◆ Try it
Reproduce, exactly and in full, only the lines below from the one containing "let pos = self" through the one containing "of the object".
------------------------------------
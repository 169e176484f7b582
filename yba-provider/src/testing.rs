//! In-memory YBA used by handler tests

use std::collections::{HashMap, HashSet, VecDeque};
use std::sync::Mutex;

use async_trait::async_trait;

use crate::api::YbaApi;
use crate::error::{ApiError, Result};
use crate::models::{
    AccessKey, AccessKeyId, Backup, BackupScheduleRequest, CloudProvider, Cluster,
    CustomerConfig, FailedSubTask, InstanceType, KeyInfo, NodeInstance, NodeInstanceRequest,
    PlacementAz, PlacementCloud, PlacementInfo, PlacementRegion, RestoreRequest, Schedule,
    ScheduleEdit, SoftwareUpgrade, TaskInfo, Universe, UniverseDeleteFlags, UniverseDetails,
    User, UserRegistration, YbaTask,
};

pub struct MockApi {
    state: Mutex<MockState>,
}

#[derive(Default)]
struct MockState {
    version: String,
    next_id: u64,
    providers: HashMap<String, CloudProvider>,
    instance_types: HashMap<String, Vec<InstanceType>>,
    universes: HashMap<String, Universe>,
    nodes: HashMap<String, Vec<NodeInstance>>,
    users: HashMap<String, User>,
    schedules: HashMap<String, Schedule>,
    backups: Vec<Backup>,
    releases: Vec<String>,
    configs: Vec<CustomerConfig>,
    tasks: HashSet<String>,
    scripts: HashMap<String, VecDeque<String>>,
    next_script: Option<Vec<String>>,
    probes: HashMap<String, usize>,
    failed_subtasks: HashMap<String, Vec<FailedSubTask>>,
    failing: HashSet<&'static str>,
    calls: Vec<String>,
    provider_edits: Vec<CloudProvider>,
    delete_flags: Option<UniverseDeleteFlags>,
    last_restore: Option<RestoreRequest>,
    last_schedule_request: Option<BackupScheduleRequest>,
}

impl MockState {
    fn uuid(&mut self, prefix: &str) -> String {
        self.next_id += 1;
        format!("{}-{}", prefix, self.next_id)
    }

    fn task(&mut self) -> String {
        let id = self.uuid("task");
        self.tasks.insert(id.clone());
        if let Some(script) = self.next_script.take() {
            self.scripts.insert(id.clone(), script.into());
        }
        id
    }

    fn assign_region_uuids(&mut self, provider: &mut CloudProvider) {
        for region in &mut provider.regions {
            if region.uuid.is_none() {
                region.uuid = Some(self.uuid("region"));
            }
            for zone in &mut region.zones {
                if zone.uuid.is_none() {
                    zone.uuid = Some(self.uuid("zone"));
                }
            }
        }
    }

    fn placement(&self, provider_uuid: &str, region_list: &[String]) -> Option<PlacementInfo> {
        let provider = self.providers.get(provider_uuid)?;
        let regions = provider
            .active_regions()
            .filter(|r| r.uuid.as_ref().is_some_and(|u| region_list.contains(u)))
            .map(|r| PlacementRegion {
                uuid: r.uuid.clone().unwrap_or_default(),
                code: r.code.clone(),
                az_list: r
                    .active_zones()
                    .map(|z| PlacementAz {
                        uuid: z.uuid.clone().unwrap_or_default(),
                        name: z.code.clone(),
                        num_nodes_in_az: 1,
                    })
                    .collect(),
            })
            .collect();
        Some(PlacementInfo {
            cloud_list: vec![PlacementCloud {
                uuid: provider_uuid.to_string(),
                code: provider.code.clone(),
                region_list: regions,
            }],
        })
    }
}

fn not_found(what: &str) -> ApiError {
    ApiError::Status {
        status: 404,
        body: format!("Invalid {}", what),
    }
}
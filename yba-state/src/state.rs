//! State file structures for recorded YBA objects

use serde::{Deserialize, Serialize};
use std::collections::HashMap;

use yba_core::resource::{ResourceId, State, Value};

/// The document persisted by a backend
#[derive(Debug, Clone, Serialize, Deserialize)]
pub struct StateFile {
    /// State file format version
    pub version: u32,
    /// Incremented on every write
    pub serial: u64,
    /// Identifies one state history; a write from another lineage is refused
    pub lineage: String,
    /// Version of the tool that last wrote this state
    pub tool_version: String,
    /// Recorded resources in creation order
    pub resources: Vec<ResourceState>,
}

impl StateFile {
    pub const CURRENT_VERSION: u32 = 1;

    pub fn new() -> Self {
        Self {
            version: Self::CURRENT_VERSION,
            serial: 0,
            lineage: uuid::Uuid::new_v4().to_string(),
            tool_version: env!("CARGO_PKG_VERSION").to_string(),
            resources: Vec::new(),
        }
    }

    /// Bump the serial before a write
    pub fn increment_serial(&mut self) {
        self.serial += 1;
        self.tool_version = env!("CARGO_PKG_VERSION").to_string();
    }

    pub fn find(&self, id: &ResourceId) -> Option<&ResourceState> {
        self.resources
            .iter()
            .find(|r| r.resource_type == id.resource_type && r.name == id.name)
    }

    /// Prior state for `id`, or an absent one when nothing is recorded
    pub fn state_of(&self, id: &ResourceId) -> State {
        self.find(id)
            .map(ResourceState::to_state)
            .unwrap_or_else(|| State::not_found(id.clone()))
    }

    /// Record `state`, replacing any entry for the same resource; absent states are removed
    pub fn record(&mut self, state: &State) {
        if !state.exists {
            self.remove(&state.id);
            return;
        }
        let entry = ResourceState::from_state(state);
        match self
            .resources
            .iter_mut()
            .find(|r| r.resource_type == entry.resource_type && r.name == entry.name)
        {
            Some(existing) => *existing = entry,
            None => self.resources.push(entry),
        }
    }

    pub fn remove(&mut self, id: &ResourceId) -> Option<ResourceState> {
        let pos = self
            .resources
            .iter()
            .position(|r| r.resource_type == id.resource_type && r.name == id.name)?;
        Some(self.resources.remove(pos))
    }
}

impl Default for StateFile {
    fn default() -> Self {
        Self::new()
    }
}

/// One recorded resource
#[derive(Debug, Clone, Serialize, Deserialize)]
pub struct ResourceState {
    pub resource_type: String,
    pub name: String,
    /// Remote UUID of the object
    #[serde(default, skip_serializing_if = "Option::is_none")]
    pub identifier: Option<String>,
    pub attributes: HashMap<String, serde_json::Value>,
}

impl ResourceState {
    pub fn id(&self) -> ResourceId {
        ResourceId::new(&self.resource_type, &self.name)
    }

    pub fn from_state(state: &State) -> Self {
        Self {
            resource_type: state.id.resource_type.clone(),
            name: state.id.name.clone(),
            identifier: state.identifier.clone(),
            attributes: state
                .attributes
                .iter()
                .map(|(k, v)| (k.clone(), v.to_json()))
                .collect(),
        }
    }

    /// Attributes that cannot be represented as a value (JSON null) are dropped
    pub fn to_state(&self) -> State {
        let attributes: HashMap<String, Value> = self
            .attributes
            .iter()
            .filter_map(|(k, v)| Value::from_json(v).map(|v| (k.clone(), v)))
            .collect();
        let state = State::existing(self.id(), attributes);
        match &self.identifier {
            Some(identifier) => state.with_identifier(identifier),
            None => state,
        }
    }
}
//! YBA-specific type definitions

use yba_core::resource::Value;
use yba_core::schema::AttributeType;

/// Cloud codes accepted by `yba_cloud_provider`
pub const CLOUD_CODES: &[&str] = &["aws", "gcp", "azu"];

/// Provider types a universe can be placed on
pub const PROVIDER_TYPES: &[&str] = &["aws", "gcp", "azu", "onprem"];

pub const USER_ROLES: &[&str] = &["Admin", "BackupAdmin", "ReadOnly", "SuperAdmin", "ConnectOnly"];

pub const TABLE_TYPES: &[&str] = &["YQL_TABLE_TYPE", "PGSQL_TABLE_TYPE", "REDIS_TABLE_TYPE"];

fn enum_of(values: &[&str]) -> AttributeType {
    AttributeType::Enum(values.iter().map(|v| v.to_string()).collect())
}

pub fn cloud_code() -> AttributeType {
    enum_of(CLOUD_CODES)
}

pub fn provider_type() -> AttributeType {
    enum_of(PROVIDER_TYPES)
}

pub fn user_role() -> AttributeType {
    enum_of(USER_ROLES)
}

pub fn table_type() -> AttributeType {
    enum_of(TABLE_TYPES)
}

/// UUID in canonical 8-4-4-4-12 hex form
pub fn uuid() -> AttributeType {
    AttributeType::Custom {
        name: "Uuid".to_string(),
        base: Box::new(AttributeType::String),
        validate: |value| match value {
            Value::String(s) if is_uuid(s) => Ok(()),
            Value::String(s) => Err(format!("'{}' is not a valid UUID", s)),
            _ => Err("Expected string".to_string()),
        },
    }
}

fn is_uuid(s: &str) -> bool {
    s.len() == 36 && ::uuid::Uuid::try_parse(s).is_ok()
}

/// Cron expression with five (or six, with seconds) fields
pub fn cron_expression() -> AttributeType {
    AttributeType::Custom {
        name: "CronExpression".to_string(),
        base: Box::new(AttributeType::String),
        validate: |value| match value {
            Value::String(s) => {
                let fields = s.split_whitespace().count();
                if fields == 5 || fields == 6 {
                    Ok(())
                } else {
                    Err(format!(
                        "Cron expression '{}' must have 5 or 6 fields, got {}",
                        s, fields
                    ))
                }
            }
            _ => Err("Expected string".to_string()),
        },
    }
}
------------------------------------
◆ Exercise answer
        let pos = self
            .resources
            .iter()
            .position(|r| r.resource_type == id.resource_type && r.name == id.name)?;
        Some(self.resources.remove(pos))
    }
}

impl Default for StateFile {
    fn default() -> Self {
        Self::new()
    }
}

/// One recorded resource
#[derive(Debug, Clone, Serialize, Deserialize)]
pub struct ResourceState {
    pub resource_type: String,
    pub name: String,
    /// Remote UUID of the object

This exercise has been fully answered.